A locality is a place-based approach to improving the health of populations, as well as a mechanism for organising health and social services to meet the needs identified by whānau, community and mana whenua.

Behind the scenes, a locality is a model that is being used to connect health care, support services, Iwi and community organisations within a particular area in New Zealand.

Eventually, every area in New Zealand will have its own locality.

The locality model

The locality model is built on the understanding that a whole range of different things can impact a person’s wellbeing. It focuses on avoiding people getting sick and helping whānau stay well, giving iwi and communities a strong voice in deciding what’s needed in their local area, and getting different health and wellbeing organisations working together better to improve people’s experiences of healthcare. 
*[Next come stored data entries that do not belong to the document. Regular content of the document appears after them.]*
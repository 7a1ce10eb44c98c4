//! Authentication and authorization module.
//!
//! This module provides:
//! - Stateless JWT token creation and verification
//! - The `access_token` cookie format used by the login flow
//! - A role guard middleware for protected routes
//!
//! # Example
//!
//! ```ignore
//! use axum_helpers::auth::{AccessRule, Anonymous, JwtAuth, JwtConfig, require_role};
//!
//! let auth = JwtAuth::new(&JwtConfig::from_env_for(&environment)?);
//!
//! let protected = Router::new()
//!     .route("/admin", get(handler))
//!     .route_layer(axum::middleware::from_fn_with_state(
//!         AccessRule::role(auth, "ADMIN", Anonymous::RedirectTo("/login")),
//!         require_role,
//!     ));
//! ```

pub mod config;
pub mod jwt;
pub mod middleware;

// Re-export commonly used types
pub use config::{DEFAULT_TOKEN_TTL, JwtConfig};
pub use jwt::{ACCESS_TOKEN_COOKIE, AuthError, JwtAuth, JwtClaims};
pub use middleware::{AccessRule, Anonymous, extract_token_from_request, require_role};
This will replace the way things were done through District Health Boards and Primary Healthcare Organisations. The same people are doing this work now, but the way they will do the work is changing.
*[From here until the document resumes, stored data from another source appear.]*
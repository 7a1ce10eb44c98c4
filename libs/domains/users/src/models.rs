use serde::{Deserialize, Serialize};
use std::borrow::Cow;
use utoipa::ToSchema;
use validator::{Validate, ValidationError};

/// User roles
#[derive(Debug, Clone, Copy, PartialEq, Eq, Hash, Serialize, Deserialize, ToSchema)]
#[serde(rename_all = "UPPERCASE")]
pub enum Role {
    User,
    Admin,
}

impl Role {
    pub fn as_str(&self) -> &'static str {
        match self {
            Role::User => "USER",
            Role::Admin => "ADMIN",
        }
    }

    /// How a holder of the role is called in messages
    pub fn holder(&self) -> &'static str {
        match self {
            Role::User => "user",
            Role::Admin => "administrator",
        }
    }
}

impl std::fmt::Display for Role {
    fn fmt(&self, f: &mut std::fmt::Formatter<'_>) -> std::fmt::Result {
        f.write_str(self.as_str())
    }
}

impl std::str::FromStr for Role {
    type Err = String;

    fn from_str(s: &str) -> Result<Self, Self::Err> {
        match s.trim().to_uppercase().as_str() {
            "USER" => Ok(Role::User),
            "ADMIN" => Ok(Role::Admin),
            _ => Err(format!("Unknown role: {}", s)),
        }
    }
}

/// User entity
#[derive(Debug, Clone, PartialEq, Serialize, Deserialize, ToSchema)]
#[serde(rename_all = "camelCase")]
pub struct User {
    /// Assigned by the repository, never reused
    pub id: i64,
    pub first_name: String,
    pub last_name: String,
    pub age: i32,
    /// Unique, compared case-insensitively
    pub email: String,
    /// Argon2 password hash (never exposed in API responses)
    #[serde(default, skip_serializing)]
    pub password_hash: String,
    pub roles: Vec<Role>,
}

impl User {
    pub fn has_role(&self, role: Role) -> bool {
        self.roles.contains(&role)
    }

    /// Role names as carried in access tokens
    pub fn role_names(&self) -> Vec<String> {
        self.roles.iter().map(|r| r.to_string()).collect()
    }

    /// Copies the editable attributes of `payload` onto this user.
    ///
    /// `roles` must already be parsed; the password is handled by the service.
    pub fn apply_payload(&mut self, payload: UserPayload, roles: Vec<Role>) {
        self.first_name = payload.first_name;
        self.last_name = payload.last_name;
        self.age = payload.age;
        self.email = payload.email;
        self.roles = roles;
    }
}

/// Inbound user body for create and update.
///
/// Missing fields deserialize to their defaults so that validation, not the
/// JSON extractor, reports them.
#[derive(Clone, Default, Deserialize, Validate, ToSchema)]
#[serde(rename_all = "camelCase", default)]
pub struct UserPayload {
    /// Ignored on create, required on update
    pub id: Option<i64>,
    #[validate(
        custom(function = "first_name_present"),
        length(max = 50, message = "First name must be at most 50 characters")
    )]
    pub first_name: String,
    #[validate(
        custom(function = "last_name_present"),
        length(max = 50, message = "Last name must be at most 50 characters")
    )]
    pub last_name: String,
    #[validate(range(min = 0, max = 127, message = "Age must be between 0 and 127"))]
    pub age: i32,
    #[validate(
        email(message = "Email must be a valid address"),
        length(max = 255, message = "Email must be at most 255 characters")
    )]
    pub email: String,
    /// Empty on update keeps the current password
    #[validate(length(min = 4, message = "Password must be at least 4 characters"))]
    pub password: String,
    #[validate(custom(function = "known_roles"))]
    pub roles: Vec<String>,
}

// Hand-written so the password never reaches a log line
impl std::fmt::Debug for UserPayload {
    fn fmt(&self, f: &mut std::fmt::Formatter<'_>) -> std::fmt::Result {
        f.debug_struct("UserPayload")
            .field("id", &self.id)
            .field("first_name", &self.first_name)
            .field("last_name", &self.last_name)
            .field("age", &self.age)
            .field("email", &self.email)
            .field("password", &"[redacted]")
            .field("roles", &self.roles)
            .finish()
    }
}

fn not_blank(value: &str, message: &'static str) -> Result<(), ValidationError> {
    if value.trim().is_empty() {
        return Err(ValidationError::new("not_blank").with_message(Cow::Borrowed(message)));
    }
    Ok(())
}

fn first_name_present(value: &str) -> Result<(), ValidationError> {
    not_blank(value, "First name must not be blank")
}

fn last_name_present(value: &str) -> Result<(), ValidationError> {
    not_blank(value, "Last name must not be blank")
}

fn known_roles(roles: &[String]) -> Result<(), ValidationError> {
    match roles.iter().find(|r| r.parse::<Role>().is_err()) {
        Some(unknown) => Err(ValidationError::new("unknown_role")
            .with_message(Cow::Owned(format!("Unknown role: {}", unknown)))),
        None => Ok(()),
    }
}

/// Parses role names, defaulting an empty list to `[USER]`.
pub fn parse_roles(names: &[String]) -> Result<Vec<Role>, String> {
    let mut roles = Vec::with_capacity(names.len());
    for name in names {
        let role: Role = name.parse()?;
        if !roles.contains(&role) {
            roles.push(role);
        }
    }
    if roles.is_empty() {
        roles.push(Role::User);
    }
    Ok(roles)
}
Iwi and the local community will determine their own geographic area that will become the ‘locality’. The areas will be small enough to still have a local feel for the people that live there. Everyone in Aotearoa will fit into a locality that reflects their community. 

This new way of delivering healthcare closer to people’s homes is already being developed. Nine areas around the country are being trialled. 
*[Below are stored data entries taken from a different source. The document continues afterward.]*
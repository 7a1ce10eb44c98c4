use async_trait::async_trait;
use std::collections::BTreeMap;
use std::sync::Arc;
use tokio::sync::RwLock;

use crate::error::{UserError, UserResult};
use crate::models::{Role, User};

/// Repository trait for User persistence
///
/// The repository owns id assignment and e-mail uniqueness.
#[cfg_attr(test, mockall::automock)]
#[async_trait]
pub trait UserRepository: Send + Sync {
    /// Store a new user, assigning its id (the incoming id is ignored)
    async fn create(&self, user: User) -> UserResult<User>;

    /// Get a user by ID
    async fn get_by_id(&self, id: i64) -> UserResult<Option<User>>;

    /// Get a user by email (case-insensitive)
    async fn get_by_email(&self, email: &str) -> UserResult<Option<User>>;

    /// All users, ascending id
    async fn list(&self) -> UserResult<Vec<User>>;

    /// Replace an existing user, unless that takes `protected` away from its
    /// last holder (`Security`)
    async fn update_unless_demotes_last(&self, user: User, protected: Role) -> UserResult<User>;

    /// Delete a user by ID, returning whether it existed. Deleting the last
    /// holder of `protected` fails with `Security`.
    async fn delete_unless_last(&self, id: i64, protected: Role) -> UserResult<bool>;
}

#[derive(Debug)]
struct Table {
    users: BTreeMap<i64, User>,
    next_id: i64,
}

impl Default for Table {
    fn default() -> Self {
        Self {
            users: BTreeMap::new(),
            next_id: 1,
        }
    }
}

impl Table {
    fn email_taken(&self, email: &str, except: Option<i64>) -> bool {
        self.users
            .values()
            .any(|u| Some(u.id) != except && u.email.eq_ignore_ascii_case(email))
    }

    fn holders(&self, role: Role) -> usize {
        self.users.values().filter(|u| u.has_role(role)).count()
    }
}

/// In-memory implementation of UserRepository
///
/// Ids come from a counter that only moves forward, so a deleted id is never
/// handed out again. Role checks and the writes they guard share one write
/// lock.
#[derive(Debug, Default, Clone)]
pub struct InMemoryUserRepository {
    table: Arc<RwLock<Table>>,
}

impl InMemoryUserRepository {
    pub fn new() -> Self {
        Self::default()
    }
}

#[async_trait]
impl UserRepository for InMemoryUserRepository {
    async fn create(&self, mut user: User) -> UserResult<User> {
        let mut table = self.table.write().await;

        if table.email_taken(&user.email, None) {
            return Err(UserError::DuplicateEmail(user.email));
        }

        user.id = table.next_id;
        table.next_id += 1;
        table.users.insert(user.id, user.clone());

        tracing::info!(user_id = user.id, email = %user.email, "Created user");
        Ok(user)
    }

    async fn get_by_id(&self, id: i64) -> UserResult<Option<User>> {
        let table = self.table.read().await;
        Ok(table.users.get(&id).cloned())
    }

    async fn get_by_email(&self, email: &str) -> UserResult<Option<User>> {
        let table = self.table.read().await;
        Ok(table
            .users
            .values()
            .find(|u| u.email.eq_ignore_ascii_case(email))
            .cloned())
    }

    async fn list(&self) -> UserResult<Vec<User>> {
        let table = self.table.read().await;
        Ok(table.users.values().cloned().collect())
    }

    async fn update_unless_demotes_last(&self, user: User, protected: Role) -> UserResult<User> {
        let mut table = self.table.write().await;

        let Some(stored) = table.users.get(&user.id) else {
            return Err(UserError::NotFound(user.id));
        };

        let demotes = stored.has_role(protected) && !user.has_role(protected);
        if demotes && table.holders(protected) <= 1 {
            return Err(UserError::Security(format!(
                "Cannot remove the {} role from the last {}",
                protected,
                protected.holder()
            )));
        }

        if table.email_taken(&user.email, Some(user.id)) {
            return Err(UserError::DuplicateEmail(user.email));
        }

        table.users.insert(user.id, user.clone());

        tracing::info!(user_id = user.id, "Updated user");
        Ok(user)
    }

    async fn delete_unless_last(&self, id: i64, protected: Role) -> UserResult<bool> {
        let mut table = self.table.write().await;

        let holds = match table.users.get(&id) {
            Some(user) => user.has_role(protected),
            None => return Ok(false),
        };

        if holds && table.holders(protected) <= 1 {
            return Err(UserError::Security(format!(
                "Cannot delete the last {}",
                protected.holder()
            )));
        }

        table.users.remove(&id);
        tracing::info!(user_id = id, "Deleted user");
        Ok(true)
    }
}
How localities will help all New Zealanders

It is the work that happens within the locality that will make a difference to people’s health and wellbeing: 

  • Iwi and communities will be involved in deciding on the health priorities for their community. For example, one locality might have a need for more diabetes support – and it will be up to local partnerships to agree on whether dedicated services are needed.
  • The care and support that is delivered will be joined up across different health and wellbeing providers. For example, someone’s GP, local pharmacist and in-home nurse will work better together to provide the wraparound care and support that person needs.
  • Health and wellbeing providers will be connected to other community organisations that have a role in supporting people. This will ensure that we can better support all of whānau’s needs, across areas like housing, employment and finances, alongside healthcare.

Things will be different for people once a locality is up and running: 

  • They won’t have to talk to as many people to get the full range of care that they need. That’s because different health and wellbeing providers will work together behind the scenes.
  • Healthcare providers will be linked into social care agencies. So, if someone is having trouble paying rent, that will be taken into account when their health and wellbeing is being assessed.
  • People will have more opportunities to influence what healthcare services are available in their communities.